## DATA UNDER STUDY
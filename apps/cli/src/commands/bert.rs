//! BERT pretraining command.

use super::{RunContext, print_json, print_report};
use anyhow::{Context, Result};
use launchpad_training::{
    BertConfig, ClusterResources, PretrainRun, StdoutProgressSink, parse_node_list, run_pretraining,
};
use serde::Serialize;
use serde_json::json;
use std::path::PathBuf;

#[derive(clap::Args, Debug, Clone, Serialize)]
#[command(rename_all = "snake_case")]
pub struct BertArgs {
    #[arg(long, default_value_t = 1)]
    pub gpu_num_per_node: u32,

    #[arg(long, default_value_t = 1)]
    pub node_num: u32,

    /// Comma-separated node addresses, required when node_num > 1
    #[arg(long)]
    pub node_list: Option<String>,

    #[arg(long, default_value_t = 1e-4)]
    pub learning_rate: f64,

    #[arg(long, default_value_t = 0.01)]
    pub weight_l2: f64,

    #[arg(long, default_value_t = 24)]
    pub batch_size_per_device: u32,

    #[arg(long, default_value_t = 10)]
    pub iter_num: u64,

    /// Warm-up iterations excluded from the throughput average
    #[arg(long, default_value_t = 10)]
    pub skip_iter_num: u64,

    #[arg(long, default_value_t = 1)]
    pub log_every_n_iter: u64,

    /// OFRecord part files directory
    #[arg(long)]
    pub data_dir: PathBuf,

    #[arg(long, default_value_t = 32)]
    pub data_part_num: u32,

    #[arg(long)]
    pub enable_auto_mixed_precision: bool,

    #[arg(long, default_value_t = 1)]
    pub loss_print_every_n_iter: u64,

    #[arg(long, default_value_t = 200)]
    pub model_save_every_n_iter: u64,

    #[arg(long)]
    pub model_save_dir: Option<PathBuf>,

    #[arg(long)]
    pub save_last_snapshot: bool,

    #[arg(long)]
    pub model_load_dir: Option<PathBuf>,

    #[arg(long)]
    pub log_dir: Option<PathBuf>,

    #[arg(long, default_value_t = 512)]
    pub seq_length: usize,

    #[arg(long, default_value_t = 80)]
    pub max_predictions_per_seq: usize,

    #[arg(long, default_value_t = 24)]
    pub num_hidden_layers: usize,

    #[arg(long, default_value_t = 16)]
    pub num_attention_heads: usize,

    #[arg(long, default_value_t = 512)]
    pub max_position_embeddings: usize,

    #[arg(long, default_value_t = 2)]
    pub type_vocab_size: usize,

    #[arg(long, default_value_t = 30522)]
    pub vocab_size: usize,

    #[arg(long, default_value_t = 0.1)]
    pub attention_probs_dropout_prob: f64,

    #[arg(long, default_value_t = 0.1)]
    pub hidden_dropout_prob: f64,

    #[arg(long, default_value_t = 64)]
    pub hidden_size_per_head: usize,
}

impl BertArgs {
    fn resources(&self) -> ClusterResources {
        if self.node_num > 1 {
            let nodes = self.node_list.as_deref().map(parse_node_list).unwrap_or_default();
            ClusterResources::multi_node(self.node_num, self.gpu_num_per_node, nodes)
        } else {
            ClusterResources::single_node(self.gpu_num_per_node)
        }
    }

    fn bert_config(&self) -> BertConfig {
        BertConfig {
            seq_length: self.seq_length,
            max_predictions_per_seq: self.max_predictions_per_seq,
            num_hidden_layers: self.num_hidden_layers,
            num_attention_heads: self.num_attention_heads,
            max_position_embeddings: self.max_position_embeddings,
            type_vocab_size: self.type_vocab_size,
            vocab_size: self.vocab_size,
            attention_probs_dropout_prob: self.attention_probs_dropout_prob,
            hidden_dropout_prob: self.hidden_dropout_prob,
            hidden_size_per_head: self.hidden_size_per_head,
        }
    }

    pub fn to_run(&self, ctx: &RunContext) -> Result<PretrainRun> {
        let layout = ctx.layout(self.model_save_dir.clone(), self.log_dir.clone());
        let mut args = serde_json::to_value(self)?;
        args["model_save_dir"] = json!(layout.model_save_dir());
        args["log_dir"] = json!(layout.log_dir());

        Ok(PretrainRun {
            resources: self.resources(),
            bert: self.bert_config(),
            data_dir: self.data_dir.clone(),
            data_part_num: self.data_part_num,
            batch_size_per_device: self.batch_size_per_device,
            learning_rate: self.learning_rate,
            weight_l2: self.weight_l2,
            iter_num: self.iter_num,
            skip_iter_num: self.skip_iter_num,
            loss_print_every_n_iter: self.loss_print_every_n_iter,
            model_save_every_n_iter: self.model_save_every_n_iter,
            save_last_snapshot: self.save_last_snapshot,
            mixed_precision: self.enable_auto_mixed_precision,
            model_load_dir: self.model_load_dir.clone(),
            layout,
            args,
        })
    }
}

pub async fn execute(args: BertArgs, ctx: &RunContext) -> Result<()> {
    let run = args.to_run(ctx)?;

    if ctx.dry_run {
        let job = run.job_definition().context("Failed to build the pretraining job")?;
        return print_json(&json!({
            "job": job,
            "function_config": job.function_config.to_framework_value(),
            "bert": run.bert.to_framework_value(),
            "env": run.env_config(),
            "total_batch_size": run.total_batch_size(),
        }));
    }

    let backend = ctx.backend()?;
    let report = run_pretraining(backend.as_ref(), &run, &StdoutProgressSink)
        .await
        .context("BERT pretraining failed")?;
    print_report("Pretraining complete", &report);
    Ok(())
}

## ASSIGNMENT
Retype all of the material, keeping each line exact.

## FINAL ANSWER
filename apps/cli/src/commands/bert.rs
//! BERT pretraining command.

use super::{RunContext, print_json, print_report};
use anyhow::{Context, Result};
use launchpad_training::{
    BertConfig, ClusterResources, PretrainRun, StdoutProgressSink, parse_node_list, run_pretraining,
};
use serde::Serialize;
use serde_json::json;
use std::path::PathBuf;

#[derive(clap::Args, Debug, Clone, Serialize)]
#[command(rename_all = "snake_case")]
pub struct BertArgs {
    #[arg(long, default_value_t = 1)]
    pub gpu_num_per_node: u32,

    #[arg(long, default_value_t = 1)]
    pub node_num: u32,

    /// Comma-separated node addresses, required when node_num > 1
    #[arg(long)]
    pub node_list: Option<String>,

    #[arg(long, default_value_t = 1e-4)]
    pub learning_rate: f64,

    #[arg(long, default_value_t = 0.01)]
    pub weight_l2: f64,

    #[arg(long, default_value_t = 24)]
    pub batch_size_per_device: u32,

    #[arg(long, default_value_t = 10)]
    pub iter_num: u64,

    /// Warm-up iterations excluded from the throughput average
    #[arg(long, default_value_t = 10)]
    pub skip_iter_num: u64,

    #[arg(long, default_value_t = 1)]
    pub log_every_n_iter: u64,

    /// OFRecord part files directory
    #[arg(long)]
    pub data_dir: PathBuf,

    #[arg(long, default_value_t = 32)]
    pub data_part_num: u32,

    #[arg(long)]
    pub enable_auto_mixed_precision: bool,

    #[arg(long, default_value_t = 1)]
    pub loss_print_every_n_iter: u64,

    #[arg(long, default_value_t = 200)]
    pub model_save_every_n_iter: u64,

    #[arg(long)]
    pub model_save_dir: Option<PathBuf>,

    #[arg(long)]
    pub save_last_snapshot: bool,

    #[arg(long)]
    pub model_load_dir: Option<PathBuf>,

    #[arg(long)]
    pub log_dir: Option<PathBuf>,

    #[arg(long, default_value_t = 512)]
    pub seq_length: usize,

    #[arg(long, default_value_t = 80)]
    pub max_predictions_per_seq: usize,

    #[arg(long, default_value_t = 24)]
    pub num_hidden_layers: usize,

    #[arg(long, default_value_t = 16)]
    pub num_attention_heads: usize,

    #[arg(long, default_value_t = 512)]
    pub max_position_embeddings: usize,

    #[arg(long, default_value_t = 2)]
    pub type_vocab_size: usize,

    #[arg(long, default_value_t = 30522)]
    pub vocab_size: usize,

    #[arg(long, default_value_t = 0.1)]
    pub attention_probs_dropout_prob: f64,

    #[arg(long, default_value_t = 0.1)]
    pub hidden_dropout_prob: f64,

    #[arg(long, default_value_t = 64)]
    pub hidden_size_per_head: usize,
}

impl BertArgs {
    fn resources(&self) -> ClusterResources {
        if self.node_num > 1 {
            let nodes = self.node_list.as_deref().map(parse_node_list).unwrap_or_default();
            ClusterResources::multi_node(self.node_num, self.gpu_num_per_node, nodes)
        } else {
            ClusterResources::single_node(self.gpu_num_per_node)
        }
    }

    fn bert_config(&self) -> BertConfig {
        BertConfig {
            seq_length: self.seq_length,
            max_predictions_per_seq: self.max_predictions_per_seq,
            num_hidden_layers: self.num_hidden_layers,
            num_attention_heads: self.num_attention_heads,
            max_position_embeddings: self.max_position_embeddings,
            type_vocab_size: self.type_vocab_size,
            vocab_size: self.vocab_size,
            attention_probs_dropout_prob: self.attention_probs_dropout_prob,
            hidden_dropout_prob: self.hidden_dropout_prob,
            hidden_size_per_head: self.hidden_size_per_head,
        }
    }

    pub fn to_run(&self, ctx: &RunContext) -> Result<PretrainRun> {
        let layout = ctx.layout(self.model_save_dir.clone(), self.log_dir.clone());
        let mut args = serde_json::to_value(self)?;
        args["model_save_dir"] = json!(layout.model_save_dir());
        args["log_dir"] = json!(layout.log_dir());

        Ok(PretrainRun {
            resources: self.resources(),
            bert: self.bert_config(),
            data_dir: self.data_dir.clone(),
            data_part_num: self.data_part_num,
            batch_size_per_device: self.batch_size_per_device,
            learning_rate: self.learning_rate,
            weight_l2: self.weight_l2,
            iter_num: self.iter_num,
            skip_iter_num: self.skip_iter_num,
            loss_print_every_n_iter: self.loss_print_every_n_iter,
            model_save_every_n_iter: self.model_save_every_n_iter,
            save_last_snapshot: self.save_last_snapshot,
            mixed_precision: self.enable_auto_mixed_precision,
            model_load_dir: self.model_load_dir.clone(),
            layout,
            args,
        })
    }
}

pub async fn execute(args: BertArgs, ctx: &RunContext) -> Result<()> {
    let run = args.to_run(ctx)?;

    if ctx.dry_run {
        let job = run.job_definition().context("Failed to build the pretraining job")?;
        return print_json(&json!({
            "job": job,
            "function_config": job.function_config.to_framework_value(),
            "bert": run.bert.to_framework_value(),
            "env": run.env_config(),
            "total_batch_size": run.total_batch_size(),
        }));
    }

    let backend = ctx.backend()?;
    let report = run_pretraining(backend.as_ref(), &run, &StdoutProgressSink)
        .await
        .context("BERT pretraining failed")?;
    print_report("Pretraining complete", &report);
    Ok(())
}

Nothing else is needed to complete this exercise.